## [Task item]
In the listing below, find each line holding "types" and copy it.

## [Input for this task]
'''

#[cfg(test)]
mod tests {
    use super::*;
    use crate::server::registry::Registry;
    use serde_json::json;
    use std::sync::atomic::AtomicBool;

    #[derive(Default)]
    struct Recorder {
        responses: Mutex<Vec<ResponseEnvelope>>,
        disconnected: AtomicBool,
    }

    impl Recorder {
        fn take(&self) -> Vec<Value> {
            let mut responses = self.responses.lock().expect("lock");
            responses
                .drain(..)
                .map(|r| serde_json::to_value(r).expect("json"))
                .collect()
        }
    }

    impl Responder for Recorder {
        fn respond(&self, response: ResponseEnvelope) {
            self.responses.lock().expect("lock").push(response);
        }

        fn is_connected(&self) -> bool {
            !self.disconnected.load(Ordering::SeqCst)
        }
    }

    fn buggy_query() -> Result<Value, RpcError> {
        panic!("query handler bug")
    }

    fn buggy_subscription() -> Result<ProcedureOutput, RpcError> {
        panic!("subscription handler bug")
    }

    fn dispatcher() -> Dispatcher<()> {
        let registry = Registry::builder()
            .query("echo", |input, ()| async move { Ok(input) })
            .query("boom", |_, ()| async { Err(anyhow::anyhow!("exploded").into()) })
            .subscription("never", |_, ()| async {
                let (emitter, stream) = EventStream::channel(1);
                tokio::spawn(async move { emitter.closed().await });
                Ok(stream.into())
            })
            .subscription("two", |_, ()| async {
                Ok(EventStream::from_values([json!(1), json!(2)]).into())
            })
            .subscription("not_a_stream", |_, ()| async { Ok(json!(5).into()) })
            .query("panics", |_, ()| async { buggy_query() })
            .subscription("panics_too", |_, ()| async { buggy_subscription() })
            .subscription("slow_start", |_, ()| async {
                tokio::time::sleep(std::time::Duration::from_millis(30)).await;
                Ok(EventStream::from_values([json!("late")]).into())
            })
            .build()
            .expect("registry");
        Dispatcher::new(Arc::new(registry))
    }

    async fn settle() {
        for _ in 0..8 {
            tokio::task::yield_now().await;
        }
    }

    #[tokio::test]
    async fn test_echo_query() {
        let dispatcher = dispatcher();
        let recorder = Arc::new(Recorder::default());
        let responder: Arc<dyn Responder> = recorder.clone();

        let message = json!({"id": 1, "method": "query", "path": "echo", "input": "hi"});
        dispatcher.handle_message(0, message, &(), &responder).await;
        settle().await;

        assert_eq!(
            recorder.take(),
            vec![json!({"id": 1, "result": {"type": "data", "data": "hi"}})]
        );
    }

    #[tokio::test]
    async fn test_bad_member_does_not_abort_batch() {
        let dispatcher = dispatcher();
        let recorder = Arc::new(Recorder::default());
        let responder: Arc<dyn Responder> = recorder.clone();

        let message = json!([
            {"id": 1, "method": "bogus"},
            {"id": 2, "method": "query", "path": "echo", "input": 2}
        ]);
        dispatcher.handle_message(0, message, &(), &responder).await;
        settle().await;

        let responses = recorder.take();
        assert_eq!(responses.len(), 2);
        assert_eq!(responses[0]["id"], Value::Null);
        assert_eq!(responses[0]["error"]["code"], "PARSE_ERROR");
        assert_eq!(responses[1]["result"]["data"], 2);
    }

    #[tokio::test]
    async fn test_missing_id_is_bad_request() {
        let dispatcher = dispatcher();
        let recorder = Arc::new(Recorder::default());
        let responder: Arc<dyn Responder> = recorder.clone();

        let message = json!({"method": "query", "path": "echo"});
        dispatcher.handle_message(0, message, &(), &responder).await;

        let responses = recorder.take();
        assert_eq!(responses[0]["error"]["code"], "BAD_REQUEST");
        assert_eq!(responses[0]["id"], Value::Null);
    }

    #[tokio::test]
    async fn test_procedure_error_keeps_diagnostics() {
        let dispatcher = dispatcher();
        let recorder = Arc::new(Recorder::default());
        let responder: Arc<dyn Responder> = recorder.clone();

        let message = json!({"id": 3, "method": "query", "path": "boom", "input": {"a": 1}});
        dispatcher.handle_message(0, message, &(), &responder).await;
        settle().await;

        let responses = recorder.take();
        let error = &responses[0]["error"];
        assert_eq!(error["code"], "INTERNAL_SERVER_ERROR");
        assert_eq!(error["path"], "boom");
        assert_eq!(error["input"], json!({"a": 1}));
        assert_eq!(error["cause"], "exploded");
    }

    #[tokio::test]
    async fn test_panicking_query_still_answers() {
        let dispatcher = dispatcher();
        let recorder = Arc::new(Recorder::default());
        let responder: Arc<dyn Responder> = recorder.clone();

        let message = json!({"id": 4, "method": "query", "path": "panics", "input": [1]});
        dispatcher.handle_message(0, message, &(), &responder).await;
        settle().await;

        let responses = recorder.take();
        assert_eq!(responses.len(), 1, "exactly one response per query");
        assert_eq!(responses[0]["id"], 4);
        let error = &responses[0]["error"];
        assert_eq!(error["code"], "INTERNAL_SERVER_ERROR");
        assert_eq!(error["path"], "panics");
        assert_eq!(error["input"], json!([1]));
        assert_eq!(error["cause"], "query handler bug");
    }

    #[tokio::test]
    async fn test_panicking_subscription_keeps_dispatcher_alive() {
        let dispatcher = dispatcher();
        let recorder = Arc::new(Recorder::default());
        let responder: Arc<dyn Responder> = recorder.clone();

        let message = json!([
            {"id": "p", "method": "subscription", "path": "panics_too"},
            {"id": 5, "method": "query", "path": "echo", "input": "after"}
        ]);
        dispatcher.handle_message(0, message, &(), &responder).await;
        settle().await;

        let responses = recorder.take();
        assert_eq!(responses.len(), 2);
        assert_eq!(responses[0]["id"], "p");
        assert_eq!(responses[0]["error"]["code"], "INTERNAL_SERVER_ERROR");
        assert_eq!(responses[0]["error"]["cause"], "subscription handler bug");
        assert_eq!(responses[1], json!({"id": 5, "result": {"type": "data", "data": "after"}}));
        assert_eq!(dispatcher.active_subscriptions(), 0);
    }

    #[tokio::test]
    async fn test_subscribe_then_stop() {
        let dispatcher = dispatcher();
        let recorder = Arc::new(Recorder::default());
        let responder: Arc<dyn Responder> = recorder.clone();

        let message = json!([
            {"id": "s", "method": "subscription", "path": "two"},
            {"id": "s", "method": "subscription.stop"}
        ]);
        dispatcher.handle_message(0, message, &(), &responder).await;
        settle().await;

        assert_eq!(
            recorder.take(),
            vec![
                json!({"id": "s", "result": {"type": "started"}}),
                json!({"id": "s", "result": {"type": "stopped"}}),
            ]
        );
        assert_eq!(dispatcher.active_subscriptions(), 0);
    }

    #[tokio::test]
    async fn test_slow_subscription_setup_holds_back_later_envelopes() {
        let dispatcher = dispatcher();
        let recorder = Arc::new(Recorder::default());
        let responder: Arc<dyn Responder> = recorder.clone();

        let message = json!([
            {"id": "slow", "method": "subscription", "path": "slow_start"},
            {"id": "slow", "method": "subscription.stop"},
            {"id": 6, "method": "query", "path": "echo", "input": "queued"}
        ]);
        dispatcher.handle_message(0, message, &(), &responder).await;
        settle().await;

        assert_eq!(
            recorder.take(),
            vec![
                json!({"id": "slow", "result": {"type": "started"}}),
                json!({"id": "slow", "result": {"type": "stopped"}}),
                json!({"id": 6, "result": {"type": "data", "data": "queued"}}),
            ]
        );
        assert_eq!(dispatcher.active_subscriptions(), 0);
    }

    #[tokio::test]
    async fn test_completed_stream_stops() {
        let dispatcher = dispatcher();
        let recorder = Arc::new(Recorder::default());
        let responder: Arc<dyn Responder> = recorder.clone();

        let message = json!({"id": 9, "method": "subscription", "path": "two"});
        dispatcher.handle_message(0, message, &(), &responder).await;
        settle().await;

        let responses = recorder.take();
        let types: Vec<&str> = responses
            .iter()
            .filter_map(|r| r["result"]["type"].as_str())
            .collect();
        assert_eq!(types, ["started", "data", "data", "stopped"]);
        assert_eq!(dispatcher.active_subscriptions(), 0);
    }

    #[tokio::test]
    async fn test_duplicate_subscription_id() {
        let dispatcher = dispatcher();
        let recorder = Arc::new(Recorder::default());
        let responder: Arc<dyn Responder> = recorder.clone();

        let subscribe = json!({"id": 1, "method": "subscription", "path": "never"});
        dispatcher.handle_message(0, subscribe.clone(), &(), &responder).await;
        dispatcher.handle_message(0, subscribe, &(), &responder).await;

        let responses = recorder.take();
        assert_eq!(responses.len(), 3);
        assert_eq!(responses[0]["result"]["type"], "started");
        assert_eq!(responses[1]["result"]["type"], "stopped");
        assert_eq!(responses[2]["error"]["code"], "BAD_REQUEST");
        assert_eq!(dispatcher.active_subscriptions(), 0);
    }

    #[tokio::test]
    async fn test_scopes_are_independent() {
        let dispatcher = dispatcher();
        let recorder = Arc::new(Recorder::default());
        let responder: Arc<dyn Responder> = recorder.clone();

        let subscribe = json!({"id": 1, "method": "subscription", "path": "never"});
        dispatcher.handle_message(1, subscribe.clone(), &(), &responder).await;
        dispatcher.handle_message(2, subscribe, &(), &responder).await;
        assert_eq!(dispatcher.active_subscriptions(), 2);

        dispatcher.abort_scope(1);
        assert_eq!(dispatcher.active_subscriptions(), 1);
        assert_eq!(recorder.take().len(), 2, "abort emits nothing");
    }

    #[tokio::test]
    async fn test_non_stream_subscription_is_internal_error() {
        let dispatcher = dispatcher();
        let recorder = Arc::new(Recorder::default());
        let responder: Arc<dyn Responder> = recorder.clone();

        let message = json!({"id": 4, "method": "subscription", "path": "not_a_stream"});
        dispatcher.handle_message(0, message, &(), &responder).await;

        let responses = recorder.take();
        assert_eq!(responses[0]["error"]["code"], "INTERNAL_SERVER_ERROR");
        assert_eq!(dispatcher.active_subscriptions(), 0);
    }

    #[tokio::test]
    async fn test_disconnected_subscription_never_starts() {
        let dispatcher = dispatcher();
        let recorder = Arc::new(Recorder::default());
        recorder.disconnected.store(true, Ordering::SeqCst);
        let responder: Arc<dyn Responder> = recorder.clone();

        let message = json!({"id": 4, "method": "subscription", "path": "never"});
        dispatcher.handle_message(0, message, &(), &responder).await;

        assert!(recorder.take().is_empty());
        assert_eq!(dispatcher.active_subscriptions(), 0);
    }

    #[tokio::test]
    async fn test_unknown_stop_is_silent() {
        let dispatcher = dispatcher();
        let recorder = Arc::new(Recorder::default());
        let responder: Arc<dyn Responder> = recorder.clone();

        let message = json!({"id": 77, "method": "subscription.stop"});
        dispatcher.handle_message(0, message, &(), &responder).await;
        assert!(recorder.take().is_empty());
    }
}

'''

## [Expected answer]
        let types: Vec<&str> = responses
        assert_eq!(types, ["started", "data", "data", "stopped"]);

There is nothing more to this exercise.